Bundy craft cider celebrated on Australian Cider Day
First there was the craft beer revolution, and now craft cider is growing at the same rate according to Dan Murphy’s sales data from the last 12 months.
Local cider brewers Zoe and Josh Young of Ohana Winery and Cheeky Tiki Cider have also noticed an increase in sales at their cellar door since the pandemic.
“The increase in domestic travellers to our cellar door has been insane, everyone is out supporting local. As a result, we’ve been able to showcase our cider to so many more people, and now we have a really healthy ever growing list of Cheeky Tiki cider fans,” Zoe said.
“Add to that the support of bottle shops like Dan Murphy’s promoting real Australian cider, Australian consumers have never had more opportunity to support smaller producers such as ourselves.”
Zoe said that in the last few years, Australian consumers had become increasingly aware and educated about the beauty of Australian craft cider.
“People now realise there is a major difference between craft and commercial cider. Craft cider uses fresh Australian grown apples, as opposed to many mainstream brands that use fake flavours and concentrates,” she explained.
Zoe and Josh started making cider in 2017 after a botched effort to make pineapple wine.
“Our first batch of cider was inspired by the purchase of an apple mill that we were trying to crush pineapples with. Needless to say it didn’t work, so we thought it was time to start making cider,” she recalled.
After that, the couple connected with Nicoletti Orchards in Stanthorpe for their apples, and now only use fresh local apples from their orchards, all of which are crushed onsite the winery.
“As we are winemakers, our cider style is made very similar to a sparkling wine -very fruit forward, crisp and refreshing as opposed to more old school farmhouse cider styles which have an element of funk to them, she said.
“Of course, we also make a range of apple based fruit ciders.

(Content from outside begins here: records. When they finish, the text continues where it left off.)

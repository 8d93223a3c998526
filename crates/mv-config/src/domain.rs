//! Domain key derivation from page addresses.

use url::Url;

/// Derive the per-page domain key (host name) from a page address.
///
/// Addresses without a host (`file:` URLs, `about:blank`) and unparseable
/// addresses map to the empty string, which never matches a domain entry and
/// therefore falls back to the default configuration.
#[must_use]
pub fn domain_from_url(address: &str) -> String {
    match Url::parse(address) {
        Ok(url) => url.host_str().unwrap_or_default().to_owned(),
        Err(e) => {
            tracing::warn!(address, error = %e, "Unparseable page address, using empty domain");
            String::new()
        }
    }
}

#[cfg(test)]
mod tests {
    use super::*;

    #[test]
    fn test_host_name() {
        assert_eq!(domain_from_url("https://github.com/org/repo"), "github.com");
        assert_eq!(domain_from_url("http://localhost:8080/page"), "localhost");
        assert_eq!(domain_from_url("https://Docs.Example.COM/"), "docs.example.com");
    }

    #[test]
    fn test_no_host() {
        assert_eq!(domain_from_url("file:///tmp/page.html"), "");
        assert_eq!(domain_from_url("not a url"), "");
    }
}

“This is our specialty – gathering local Bundaberg fruit, combining it with Stanthorpe apples and turning it into delicious all natural fruit ciders.”
Cider Australia’s Jane Anderson said the covid pandemic had accelerated the growth of craft cider.
“Many smaller, craft cider producers that have traditionally sold most of their cider in restaurants and bars had to explore takeaway and online sales channels and as a result, a broader range of craft ciders have become available in local bottle shops – helping customers find new favourites,” she said.
Dan Murphy’s craft beer and cider category manager Billy Ryan said they had almost 100 Australian craft ciders in their range and customers were loving them.
“The rise of craft cider is part of a wider trend of customers wanting to support independent, locally-made and grown products. We also see customers drinking less, but better,” he said.
In its second year, Australian Cider Day – launched by Cider Australia – took place on Saturday 13 March and is the perfect opportunity to seek out and celebrate Australian craft cider including Cheeky Tiki.
In June 2019, Cider Australia launched the 100 per cent Australian Grown trust mark to help consumers identify and buy local products, and it is now displayed on hundreds of ciders across Australia including Cheeky Tiki.
You can visit Ohana Winery and Cheeky Tiki Cider at 5 Alexandra St, Bundaberg East.
Cheeky Tiki Cider is also available at Dan Murphy’s.